▶ _Problem details_:
All lines that hold the string "TierConfig" should be copied. Find them in the listing below.
▽
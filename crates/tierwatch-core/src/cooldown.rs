//! Per-item cooldown and attempt bookkeeping.
//!
//! This is the only place that mutates `last_searched_at`, `attempt_count` and
//! `streak_started_at`. Eligibility is evaluated against the tier the item is in
//! *now*, so items age into slower cadences without migration.

use chrono::{DateTime, Duration, Utc};

use crate::model::Item;
use crate::pacing::PacingPreset;
use crate::tier::{Tier, TierConfig};

/// Tier-aware cooldown policy.
#[derive(Debug, Clone)]
pub struct CooldownTracker {
    tiers: TierConfig,
    pacing: PacingPreset,
}

impl CooldownTracker {
    pub fn new(tiers: TierConfig, pacing: PacingPreset) -> Self {
        Self { tiers, pacing }
    }

    pub fn tiers(&self) -> &TierConfig {
        &self.tiers
    }

    pub fn pacing(&self) -> &PacingPreset {
        &self.pacing
    }

    /// Tier of `item` at `now`.
    pub fn tier_of(&self, item: &Item, now: DateTime<Utc>) -> Tier {
        self.tiers.classify_age(item.age_days(now))
    }

    /// Cooldown that applies after `attempt_count` attempts in `tier`.
    /// Past `max_attempts` the slower secondary cooldown applies, forever.
    pub fn cooldown(&self, tier: Tier, attempt_count: u32) -> Duration {
        let p = self.pacing.tier(tier);
        if attempt_count < p.max_attempts {
            p.cooldown
        } else {
            p.secondary_cooldown
        }
    }

    /// Whether `item` may be searched at `now`. Boundary inclusive.
    pub fn is_eligible(&self, item: &Item, now: DateTime<Utc>) -> bool {
        if item.in_flight || item.found_at.is_some() {
            return false;
        }
        match item.last_searched_at {
            None => true,
            Some(last) => {
                let tier = self.tier_of(item, now);
                now - last >= self.cooldown(tier, item.attempt_count)
            }
        }
    }

    /// Earliest time `item` becomes eligible; `None` if it already is (or is never-searched).
    pub fn next_eligible_at(&self, item: &Item, now: DateTime<Utc>) -> Option<DateTime<Utc>> {
        let last = item.last_searched_at?;
        let at = last + self.cooldown(self.tier_of(item, now), item.attempt_count);
        (at > now).then_some(at)
    }
}

/// An executed search (successful or provider error): one more attempt.
pub fn record_attempt(item: &mut Item, now: DateTime<Utc>) {
    item.attempt_count = item.attempt_count.saturating_add(1);
    item.last_searched_at = Some(now);
    if item.streak_started_at.is_none() {
        item.streak_started_at = Some(now);
    }
}

/// A group search already covered this item; restart its cooldown without
/// counting an attempt.
pub fn record_covered(item: &mut Item, now: DateTime<Utc>) {
    item.last_searched_at = Some(now);
}

/// Human "reset & try again": the item is eligible again immediately.
pub fn reset(item: &mut Item) {
    item.attempt_count = 0;
    item.last_searched_at = None;
    item.streak_started_at = None;
}

/// The item left the wanted snapshots.
pub fn mark_found(item: &mut Item, now: DateTime<Utc>) {
    item.found_at = Some(now);
    item.attempt_count = 0;
    item.streak_started_at = None;
}

#[cfg(test)]
mod tests {
    use super::*;
    use crate::model::{ItemSnapshot, MediaType, SearchKind};
    use crate::pacing::PresetName;
    use chrono::TimeZone;

    fn now() -> DateTime<Utc> {
        Utc.with_ymd_and_hms(2026, 5, 10, 12, 0, 0).unwrap()
    }

    fn tracker() -> CooldownTracker {
        CooldownTracker::new(
            TierConfig::new(0, 8, 31, 91).unwrap(),
            PacingPreset::builtin(PresetName::Fast),
        )
    }

    fn hot_item() -> Item {
        let snap = ItemSnapshot {
            external_id: 1,
            media_type: MediaType::Episode,
            title: "Show - S02E03".into(),
            released_at: Some(now() - Duration::days(2)),
            group_id: Some(9),
        };
        Item::from_snapshot("tv", &snap, SearchKind::Missing, now() - Duration::days(1))
    }

    #[test]
    fn never_searched_items_are_eligible() {
        assert!(tracker().is_eligible(&hot_item(), now()));
    }

    #[test]
    fn cooldown_boundary_is_inclusive() {
        let t = tracker();
        let mut item = hot_item();
        item.attempt_count = 1;
        item.last_searched_at = Some(now() - Duration::minutes(30) + Duration::seconds(1));
        assert!(!t.is_eligible(&item, now()));
        item.last_searched_at = Some(now() - Duration::minutes(30));
        assert!(t.is_eligible(&item, now()));
    }

    #[test]
    fn secondary_cooldown_applies_past_max_attempts() {
        let t = tracker();
        let mut item = hot_item();
        item.attempt_count = 16;
        item.last_searched_at = Some(now() - Duration::minutes(60));
        assert!(!t.is_eligible(&item, now()));
        assert_eq!(
            t.next_eligible_at(&item, now()),
            Some(now() + Duration::minutes(120))
        );
        item.last_searched_at = Some(now() - Duration::minutes(180));
        assert!(t.is_eligible(&item, now()));
    }

    #[test]
    fn in_flight_items_are_never_eligible() {
        let mut item = hot_item();
        item.in_flight = true;
        assert!(!tracker().is_eligible(&item, now()));
    }

    #[test]
    fn attempts_streak_and_reset() {
        let mut item = hot_item();
        record_attempt(&mut item, now());
        record_attempt(&mut item, now() + Duration::minutes(30));
        assert_eq!(item.attempt_count, 2);
        assert_eq!(item.streak_started_at, Some(now()));
        assert_eq!(item.last_searched_at, Some(now() + Duration::minutes(30)));

        record_covered(&mut item, now() + Duration::hours(2));
        assert_eq!(item.attempt_count, 2);

        reset(&mut item);
        assert_eq!(item.attempt_count, 0);
        assert!(item.last_searched_at.is_none());
        assert!(item.streak_started_at.is_none());
        assert!(tracker().is_eligible(&item, now()));
    }
}
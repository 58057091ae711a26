//! Tests for argument parsing of every subcommand.

use std::path::Path;

use super::parse;
use crate::cli::{Cli, CliCommand};
use clap::Parser;

#[test]
fn cli_parse_run_once_with_fixtures() {
    let cli = parse(&["tierwatch", "run", "--once", "--fixtures", "/tmp/fx"]);
    match cli.command {
        CliCommand::Run { once, fixtures } => {
            assert!(once);
            assert_eq!(fixtures, Path::new("/tmp/fx"));
        }
        _ => panic!("expected Run"),
    }
}

#[test]
fn cli_parse_run_requires_fixtures() {
    assert!(Cli::try_parse_from(["tierwatch", "run"]).is_err());
}

#[test]
fn cli_parse_global_paths() {
    let cli = parse(&[
        "tierwatch",
        "status",
        "--config",
        "/etc/tierwatch.toml",
        "--state-db",
        "/var/lib/tierwatch/state.db",
    ]);
    assert!(matches!(cli.command, CliCommand::Status));
    assert_eq!(cli.config.as_deref(), Some(Path::new("/etc/tierwatch.toml")));
    assert_eq!(
        cli.state_db.as_deref(),
        Some(Path::new("/var/lib/tierwatch/state.db"))
    );
}

#[test]
fn cli_parse_interventions() {
    match parse(&["tierwatch", "interventions"]).command {
        CliCommand::Interventions { all } => assert!(!all),
        _ => panic!("expected Interventions"),
    }
    match parse(&["tierwatch", "interventions", "--all"]).command {
        CliCommand::Interventions { all } => assert!(all),
        _ => panic!("expected Interventions --all"),
    }
}

#[test]
fn cli_parse_decide() {
    match parse(&["tierwatch", "decide", "urgent:tv:episode:42", "reset"]).command {
        CliCommand::Decide { id, decision } => {
            assert_eq!(id, "urgent:tv:episode:42");
            assert_eq!(decision, "reset");
        }
        _ => panic!("expected Decide"),
    }
}

#[test]
fn cli_parse_search_and_resolve() {
    match parse(&["tierwatch", "search", "tv:episode:7", "--fixtures", "fx"]).command {
        CliCommand::Search { key, fixtures } => {
            assert_eq!(key, "tv:episode:7");
            assert_eq!(fixtures, Path::new("fx"));
        }
        _ => panic!("expected Search"),
    }
    match parse(&["tierwatch", "resolve", "tv:dl-1", "--fixtures", "fx"]).command {
        CliCommand::Resolve { key, .. } => assert_eq!(key, "tv:dl-1"),
        _ => panic!("expected Resolve"),
    }
}

#[test]
fn cli_parse_history() {
    match parse(&["tierwatch", "history"]).command {
        CliCommand::History { limit, finds } => {
            assert_eq!(limit, 20);
            assert!(!finds);
        }
        _ => panic!("expected History"),
    }
    match parse(&["tierwatch", "history", "--limit", "5", "--finds"]).command {
        CliCommand::History { limit, finds } => {
            assert_eq!(limit, 5);
            assert!(finds);
        }
        _ => panic!("expected History --finds"),
    }
}

#[test]
fn cli_parse_issues_and_check_config() {
    assert!(matches!(
        parse(&["tierwatch", "issues"]).command,
        CliCommand::Issues
    ));
    assert!(matches!(
        parse(&["tierwatch", "check-config"]).command,
        CliCommand::CheckConfig
    ));
}

#[test]
fn cli_parse_completions() {
    match parse(&["tierwatch", "completions", "bash"]).command {
        CliCommand::Completions { shell } => assert_eq!(shell, clap_complete::Shell::Bash),
        _ => panic!("expected Completions"),
    }
    assert!(Cli::try_parse_from(["tierwatch", "completions", "cmd.exe"]).is_err());
}

#[test]
fn cli_definition_is_consistent() {
    use clap::CommandFactory;
    Cli::command().debug_assert();
}
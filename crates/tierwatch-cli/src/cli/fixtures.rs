//! File-backed upstream used by `--fixtures DIR`.
//!
//! Each instance reads `DIR/<instance>/{missing,cutoff_unmet,queue}.json`
//! (absent files are empty) and appends every search and removal to
//! `DIR/<instance>/actions.jsonl`. A removal also drops the entry from
//! `queue.json`, as a real download client would.

use std::io::ErrorKind;
use std::path::{Path, PathBuf};
use std::sync::Arc;

use anyhow::{bail, Context, Result};
use async_trait::async_trait;
use chrono::Utc;
use serde::de::DeserializeOwned;
use serde::Serialize;
use tierwatch_core::config::Settings;
use tierwatch_core::model::{Item, ItemKey, ItemSnapshot, SearchKind};
use tierwatch_core::queue_monitor::{QueueEntry, QueueIssue};
use tierwatch_core::upstream::{Upstream, UpstreamError};
use tokio::io::AsyncWriteExt;
use tokio::sync::Mutex;

/// One line of `actions.jsonl`.
#[derive(Debug, Serialize)]
#[serde(tag = "action", rename_all = "lowercase")]
enum Action<'a> {
    Search {
        at: chrono::DateTime<Utc>,
        item: &'a ItemKey,
        kind: SearchKind,
        group_id: Option<i64>,
    },
    Remove {
        at: chrono::DateTime<Utc>,
        download_id: &'a str,
        blocklist: bool,
    },
}

pub struct FixtureUpstream {
    name: String,
    dir: PathBuf,
    /// Serializes writes to `actions.jsonl` and `queue.json`.
    write_lock: Mutex<()>,
}

impl FixtureUpstream {
    pub fn new(name: impl Into<String>, root: &Path) -> Self {
        let name = name.into();
        Self {
            dir: root.join(&name),
            name,
            write_lock: Mutex::new(()),
        }
    }

    async fn read_list<T: DeserializeOwned>(&self, file: &str) -> Result<Vec<T>, UpstreamError> {
        let path = self.dir.join(file);
        match tokio::fs::read_to_string(&path).await {
            Ok(data) => serde_json::from_str(&data)
                .map_err(|e| UpstreamError::Transport(format!("{}: {}", path.display(), e))),
            Err(e) if e.kind() == ErrorKind::NotFound => Ok(Vec::new()),
            Err(e) => Err(UpstreamError::Transport(format!("{}: {}", path.display(), e))),
        }
    }

    async fn append(&self, action: &Action<'_>) -> Result<(), UpstreamError> {
        let mut line = serde_json::to_string(action)
            .map_err(|e| UpstreamError::Transport(e.to_string()))?;
        line.push('\n');
        let path = self.dir.join("actions.jsonl");
        let mut file = tokio::fs::OpenOptions::new()
            .create(true)
            .append(true)
            .open(&path)
            .await
            .map_err(|e| UpstreamError::Transport(format!("{}: {}", path.display(), e)))?;
        file.write_all(line.as_bytes())
            .await
            .map_err(|e| UpstreamError::Transport(format!("{}: {}", path.display(), e)))
    }
}

#[async_trait]
impl Upstream for FixtureUpstream {
    fn instance(&self) -> &str {
        &self.name
    }

    async fn fetch_missing(&self) -> Result<Vec<ItemSnapshot>, UpstreamError> {
        self.read_list("missing.json").await
    }

    async fn fetch_cutoff_unmet(&self) -> Result<Vec<ItemSnapshot>, UpstreamError> {
        self.read_list("cutoff_unmet.json").await
    }

    async fn trigger_search(&self, item: &Item, kind: SearchKind) -> Result<(), UpstreamError> {
        let _guard = self.write_lock.lock().await;
        self.append(&Action::Search {
            at: Utc::now(),
            item: &item.key,
            kind,
            group_id: item.group_id,
        })
        .await
    }

    async fn fetch_queue(&self) -> Result<Vec<QueueEntry>, UpstreamError> {
        self.read_list("queue.json").await
    }

    async fn remove_and_blocklist(&self, issue: &QueueIssue) -> Result<(), UpstreamError> {
        let _guard = self.write_lock.lock().await;
        let mut queue: Vec<QueueEntry> = self.read_list("queue.json").await?;
        let before = queue.len();
        queue.retain(|e| e.download_id != issue.key.download_id);
        if queue.len() == before {
            return Err(UpstreamError::NotFound(issue.key.download_id.clone()));
        }
        let data = serde_json::to_string_pretty(&queue)
            .map_err(|e| UpstreamError::Transport(e.to_string()))?;
        let path = self.dir.join("queue.json");
        tokio::fs::write(&path, data)
            .await
            .map_err(|e| UpstreamError::Transport(format!("{}: {}", path.display(), e)))?;
        self.append(&Action::Remove {
            at: Utc::now(),
            download_id: &issue.key.download_id,
            blocklist: true,
        })
        .await
    }
}

/// One fixture upstream per configured instance, or per subdirectory of
/// `root` when the config lists none.
pub async fn load_upstreams(root: &Path, settings: &Settings) -> Result<Vec<Arc<dyn Upstream>>> {
    let mut names: Vec<String> = settings.instances.iter().map(|i| i.name.clone()).collect();
    if names.is_empty() {
        let mut entries = tokio::fs::read_dir(root)
            .await
            .with_context(|| format!("read fixture dir: {}", root.display()))?;
        while let Some(entry) = entries.next_entry().await? {
            if entry.file_type().await?.is_dir() {
                names.push(entry.file_name().to_string_lossy().into_owned());
            }
        }
        names.sort();
    }
    if names.is_empty() {
        bail!("no instances configured and no fixture dirs in {}", root.display());
    }
    tracing::debug!("fixture upstreams: {:?}", names);
    Ok(names
        .into_iter()
        .map(|name| Arc::new(FixtureUpstream::new(name, root)) as Arc<dyn Upstream>)
        .collect())
}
△
▶ _Exercise result_:
use crate::tier::{Tier, TierConfig};
    tiers: TierConfig,
    pub fn new(tiers: TierConfig, pacing: PacingPreset) -> Self {
    pub fn tiers(&self) -> &TierConfig {
            TierConfig::new(0, 8, 31, 91).unwrap(),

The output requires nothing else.